Note that the farming reward amount should be equal to amounts paid to put (and some inflation to distribute coins). Therefore the farming reward should self adjust. If only 1 of 5 chunk requests actually hit the farmers, the reward may be 5 times what would be paid in a cache free network.

Moreover, all participating nodes will have a similar mixture of cache vs non-cache requests. Therefore, it should all balance out.

@dallyshalla This is an interesting thought experiment, but I don’t think it has any substance.

Safecoin is paid at the GET. Okay, but what is it paid FOR?

It’s paid for participating in the network as a full node, including storing, caching, monitoring, verifying, securing, etc, There is no way to differentiate which is being rewarded, because to get paid the node has to do it all. If it fails in any particular, its ability to earn is lessened.

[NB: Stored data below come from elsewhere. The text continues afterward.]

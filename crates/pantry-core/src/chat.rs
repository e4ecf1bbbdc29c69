//! Chat operations exposed by the HTTP surface.

use std::sync::Arc;

use tracing::{debug, info};

use crate::composer::{RecipeComposer, RecipePreferences, RecipeRequest};
use crate::error::ChatError;
use crate::session::{ChatSession, Message, Role, SessionRepository};

/// Reply used when a user message carries no ingredients.
pub const ASK_FOR_INGREDIENTS: &str =
    "Please upload images of your ingredients or tell me what ingredients you have available.";

/// A user turn as received from the client.
#[derive(Debug, Clone, Default)]
pub struct UserTurn {
    pub message: String,
    pub ingredients: Option<Vec<String>>,
    pub preferences: Option<RecipePreferences>,
}

#[derive(Clone)]
pub struct ChatService {
    sessions: Arc<dyn SessionRepository>,
    composer: RecipeComposer,
}

impl ChatService {
    pub fn new(sessions: Arc<dyn SessionRepository>, composer: RecipeComposer) -> Self {
        Self { sessions, composer }
    }

    /// Text providers in the order they are tried.
    pub fn text_providers(&self) -> Vec<String> {
        self.composer
            .chain()
            .provider_names()
            .into_iter()
            .map(str::to_owned)
            .collect()
    }

    pub async fn create_chat(&self) -> ChatSession {
        let session = self.sessions.create().await;
        info!(chat_id = %session.id, "chat session created");
        session
    }

    pub async fn history(&self, chat_id: &str) -> Result<Vec<Message>, ChatError> {
        self.sessions.history(chat_id).await
    }

    /// Record a user turn and the assistant's reply, returning the reply.
    ///
    /// The session's writer lock is held for the whole exchange so the reply
    /// always directly follows its user message.
    pub async fn send_message(&self, chat_id: &str, turn: UserTurn) -> Result<Message, ChatError> {
        let _writer = self.sessions.lock(chat_id).await?;

        // The message keeps the list as sent, `[]` included.
        let user = Message::new(chat_id, Role::User, turn.message)
            .with_ingredients(turn.ingredients.clone());
        self.sessions.append(chat_id, user).await?;

        let reply = match turn.ingredients.filter(|list| !list.is_empty()) {
            Some(ingredients) => {
                debug!(chat_id, count = ingredients.len(), "generating recipes");
                let request = RecipeRequest {
                    ingredients,
                    preferences: turn.preferences.unwrap_or_default(),
                };
                self.composer.compose(&request).await
            }
            None => ASK_FOR_INGREDIENTS.to_owned(),
        };

        let assistant = Message::new(chat_id, Role::Assistant, reply);
        self.sessions.append(chat_id, assistant.clone()).await?;
        Ok(assistant)
    }

    /// Revise a recipe from user feedback.
    ///
    /// With no explicit `recipe`, the latest assistant message is refined.
    pub async fn refine(
        &self,
        chat_id: &str,
        feedback: &str,
        recipe: Option<&str>,
    ) -> Result<Message, ChatError> {
        let feedback = feedback.trim();
        if feedback.is_empty() {
            return Err(ChatError::Validation("feedback must not be empty".into()));
        }

        let _writer = self.sessions.lock(chat_id).await?;

        let current = match recipe.map(str::trim).filter(|r| !r.is_empty()) {
            Some(r) => r.to_owned(),
            None => self
                .sessions
                .history(chat_id)
                .await?
                .into_iter()
                .rev()
                .find(|m| m.role == Role::Assistant)
                .map(|m| m.content)
                .ok_or_else(|| ChatError::Validation("no recipe to refine in this chat".into()))?,
        };

        self.sessions
            .append(chat_id, Message::new(chat_id, Role::User, feedback))
            .await?;
        let refined = self.composer.refine(&current, feedback).await;
        let assistant = Message::new(chat_id, Role::Assistant, refined);
        self.sessions.append(chat_id, assistant.clone()).await?;
        Ok(assistant)
    }
}

#[cfg(test)]
mod tests {
    use super::*;
    use crate::chain::{ProviderChain, FALLBACK_RECIPE};
    use crate::error::ProviderError;
    use crate::providers::TextProvider;
    use crate::session::InMemorySessionRepository;
    use async_trait::async_trait;
    use std::time::Duration;

    struct SlowEcho {
        delay: Duration,
    }

    #[async_trait]
    impl TextProvider for SlowEcho {
        fn name(&self) -> &str {
            "slow-echo"
        }

        async fn generate(&self, prompt: &str) -> Result<String, ProviderError> {
            tokio::time::sleep(self.delay).await;
            Ok(format!("recipe for [{prompt}]"))
        }
    }

    fn service_with(providers: Vec<Arc<dyn TextProvider>>) -> ChatService {
        ChatService::new(
            Arc::new(InMemorySessionRepository::new()),
            RecipeComposer::new(ProviderChain::new(providers)),
        )
    }

    fn echo_service() -> ChatService {
        service_with(vec![Arc::new(SlowEcho { delay: Duration::ZERO }) as Arc<dyn TextProvider>])
    }

    fn turn(message: &str, ingredients: &[&str]) -> UserTurn {
        UserTurn {
            message: message.into(),
            ingredients: Some(ingredients.iter().map(|s| (*s).to_owned()).collect()),
            preferences: None,
        }
    }

    #[tokio::test]
    async fn create_then_history_is_empty() {
        let svc = echo_service();
        let chat = svc.create_chat().await;
        assert!(svc.history(&chat.id).await.unwrap().is_empty());
    }

    #[tokio::test]
    async fn send_to_unknown_chat_is_not_found() {
        let svc = echo_service();
        let err = svc.send_message("missing", turn("hi", &["egg"])).await.unwrap_err();
        assert_eq!(err, ChatError::NotFound("missing".into()));
    }

    #[tokio::test]
    async fn one_send_yields_user_then_assistant() {
        let svc = echo_service();
        let chat = svc.create_chat().await;
        let reply = svc.send_message(&chat.id, turn("what can I cook?", &["egg"])).await.unwrap();

        let history = svc.history(&chat.id).await.unwrap();
        assert_eq!(history.len(), 2);
        assert_eq!(history[0].role, Role::User);
        assert_eq!(history[0].content, "what can I cook?");
        assert_eq!(history[0].ingredients, Some(vec!["egg".to_owned()]));
        assert_eq!(history[1], reply);
        assert_eq!(reply.role, Role::Assistant);
        assert_eq!(reply.chat_id, chat.id);
    }

    #[tokio::test]
    async fn no_ingredients_asks_for_them() {
        let svc = echo_service();
        let chat = svc.create_chat().await;
        let reply = svc
            .send_message(&chat.id, UserTurn { message: "hello".into(), ..UserTurn::default() })
            .await
            .unwrap();
        assert_eq!(reply.content, ASK_FOR_INGREDIENTS);

        let history = svc.history(&chat.id).await.unwrap();
        assert_eq!(history[0].ingredients, None);
    }

    #[tokio::test]
    async fn empty_ingredient_list_is_kept_on_the_message() {
        let svc = echo_service();
        let chat = svc.create_chat().await;
        let reply = svc.send_message(&chat.id, turn("hello", &[])).await.unwrap();
        assert_eq!(reply.content, ASK_FOR_INGREDIENTS);

        let history = svc.history(&chat.id).await.unwrap();
        assert_eq!(history[0].ingredients, Some(Vec::new()));
    }

    #[tokio::test]
    async fn italian_egg_and_flour_scenario() {
        let svc = echo_service();
        let chat = svc.create_chat().await;
        let reply = svc
            .send_message(
                &chat.id,
                UserTurn {
                    message: "Suggest something".into(),
                    ingredients: Some(vec!["egg".into(), "flour".into()]),
                    preferences: Some(RecipePreferences {
                        cuisine: Some("Italian".into()),
                        ..RecipePreferences::default()
                    }),
                },
            )
            .await
            .unwrap();
        assert!(!reply.content.is_empty());
        assert_ne!(reply.content, ASK_FOR_INGREDIENTS);
        assert!(reply.content.contains("Ingredients: egg, flour"));
        assert!(reply.content.contains("Cuisine: Italian"));
    }

    #[tokio::test]
    async fn all_providers_down_still_replies() {
        let svc = service_with(Vec::new());
        let chat = svc.create_chat().await;
        let reply = svc.send_message(&chat.id, turn("hi", &["rice"])).await.unwrap();
        assert_eq!(reply.content, FALLBACK_RECIPE);
    }

    #[tokio::test(flavor = "multi_thread", worker_threads = 4)]
    async fn concurrent_sends_keep_pairs_adjacent() {
        let svc = service_with(vec![
            Arc::new(SlowEcho { delay: Duration::from_millis(10) }) as Arc<dyn TextProvider>,
        ]);
        let chat = svc.create_chat().await;

        let mut handles = Vec::new();
        for i in 0..8 {
            let svc = svc.clone();
            let id = chat.id.clone();
            handles.push(tokio::spawn(async move {
                let item = format!("item{i}");
                svc.send_message(&id, turn(&format!("turn {i}"), &[item.as_str()]))
                    .await
                    .unwrap()
            }));
        }
        for h in handles {
            h.await.unwrap();
        }

        let history = svc.history(&chat.id).await.unwrap();
        assert_eq!(history.len(), 16);
        for pair in history.chunks(2) {
            assert_eq!(pair[0].role, Role::User);
            assert_eq!(pair[1].role, Role::Assistant);
            let ingredient = &pair[0].ingredients.as_ref().unwrap()[0];
            assert!(pair[1].content.contains(ingredient.as_str()));
        }
    }

    #[tokio::test]
    async fn refine_uses_latest_assistant_message() {
        let svc = echo_service();
        let chat = svc.create_chat().await;
        let first = svc.send_message(&chat.id, turn("cook", &["egg"])).await.unwrap();

        let refined = svc.refine(&chat.id, "less salt", None).await.unwrap();
        assert!(refined.content.contains(&format!("Current recipe: {}", first.content)));
        assert!(refined.content.contains("User feedback: less salt"));

        let history = svc.history(&chat.id).await.unwrap();
        assert_eq!(history.len(), 4);
        assert_eq!(history[2].content, "less salt");
        assert_eq!(history[3], refined);
    }

    #[tokio::test]
    async fn refine_validates_input() {
        let svc = echo_service();
        let chat = svc.create_chat().await;
        assert!(matches!(
            svc.refine(&chat.id, "  ", Some("x")).await,
            Err(ChatError::Validation(_))
        ));
        assert!(matches!(
            svc.refine(&chat.id, "spicier", None).await,
            Err(ChatError::Validation(_))
        ));
        assert!(matches!(
            svc.refine("missing", "spicier", Some("x")).await,
            Err(ChatError::NotFound(_))
        ));
    }
}
//! Axum router construction.
//!
//! [`build`] assembles the complete application router, including:
//! - Middleware layers (CORS, panic-to-500 conversion, per-request trace-ID injection)
//! - Optional Swagger UI / OpenAPI spec endpoint (disable with `PANTRY_ENABLE_SWAGGER=false`)
//! - Health route
//! - `/api/chat` and `/api/images` routes

mod chat;
pub mod doc;
mod health;
mod images;

use std::sync::Arc;

use axum::{middleware, Router};
use tower::ServiceBuilder;
use tower_http::catch_panic::CatchPanicLayer;
use utoipa_swagger_ui::SwaggerUi;

use crate::error::panic_response;
use crate::middleware::{cors, trace};
use crate::state::AppState;

/// Build the complete Axum [`Router`] for the application.
pub fn build(state: Arc<AppState>) -> Router {
    let api_router = Router::new()
        .nest("/chat", chat::router())
        .nest("/images", images::router(state.config.body_limit()));

    let mut app = Router::new()
        .merge(health::router())
        .nest("/api", api_router);

    if state.config.enable_swagger {
        app = app.merge(SwaggerUi::new("/swagger-ui").url("/api-docs/openapi.json", doc::get_docs()));
    }

    app
        // Outermost layers execute first on the way in.
        .layer(
            ServiceBuilder::new()
                .layer(cors::cors_layer(state.clone()))
                .layer(CatchPanicLayer::custom(panic_response)),
        )
        .layer(middleware::from_fn_with_state(
            state.clone(),
            trace::trace_middleware,
        ))
        .with_state(state)
}
//! Syntactic cleanup of free-form model output into ingredient candidates.

/// Upper bound on the number of candidates kept from one block of text.
pub const MAX_INGREDIENTS: usize = 12;
/// Shortest accepted candidate, in characters.
pub const MIN_LEN: usize = 2;
/// Longest accepted candidate, in characters.
pub const MAX_LEN: usize = 39;

const DELIMITERS: &[char] = &['\n', ',', ':', '•', '-'];

/// Split `text` into at most [`MAX_INGREDIENTS`] trimmed, lower-cased
/// fragments whose length lies in `MIN_LEN..=MAX_LEN`.
///
/// No dictionary check is made and duplicates inside one text are kept.
pub fn parse_ingredients(text: &str) -> Vec<String> {
    text.split(DELIMITERS)
        .map(|fragment| fragment.trim().to_lowercase())
        .filter(|fragment| (MIN_LEN..=MAX_LEN).contains(&fragment.chars().count()))
        .take(MAX_INGREDIENTS)
        .collect()
}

In the future there may be additional resource contributions which can be rewarded separately, such as computation, connection bandwidth, etc., but those will have to be separately metered as contribution will not be uniform. In other words, some people will have the resources and some won’t, whereas initially everyone has the same basic resources in order to participate, and those with more efficient/effective resource will be paid a bit better.

I’m guessing infrastructure contributions will have to have a separate token, and perhaps computation.

The point is that the rate of earning safecoin fluctuates on the whole package of the Vault’s participation, so the answer to “What is being paid for?” can only be “Participating”.

5 Likes

I want to just add that @dallyshalla s discussion point is worth exploring as a Get request is foreseen to become more explicit to accomodate publishers, core developers and app developers too. This is complementary to the majority being rewarded to the nodes on the network.

4 Likes

Yah, the point is that based on some calculating I’ve conducted pegs the price to deliver content at around $10.

So this is quite inexpensive; also suggests that the delivery reward could increase (via the price of safe coin).

This has been more than a thought experiment. I’ve been analyzing pricing of storage costs; and what the payment is for delivering content.

Thanks for each of your replies.

1 Like

Sorry, didn’t mean to imply your activities were a thought experiment, just our end of it, based on the data we had.

Would love to see your breakdowns whenever you can share them. We KNOW you’re cooking up good stuff.

I’m not surprised that safecoin has a lot of upward potential based on what the network should deliver, but it’s good to know you’re starting to be able to put some more solid calculations in place.

2 Likes

That’s a good idea to post the model and; see if I missed something.

Hi Ben. Good to see you come up for air. :grinning:

Not clear on what you mean by Get requests being more “explicit to accommodate publisher, core developers and app developers. This is complementary to the majority being rewarded to the nodes on the network.”

We talking a different category of Gets?

If it’s too high level dev talk, say so and I’ll back off. But you mentioned it. :wink:

He’s talking about GET rewards not only being for farmers, but also for those in the roles he mentioned. The well known “popular content” reward, but also for core SAFE updates and apps. Core devs for example will put one of their SafeCoin addresses in new SAFE updates, and for every GET of that update there’s a chance they’ll earn a SafeCoin.

3 Likes

A money tree that fruits all year round…nice. I was visioning a system like bounties but perpetual you say? (until it’s replaced with something even better) I can see the intense competition that will bring.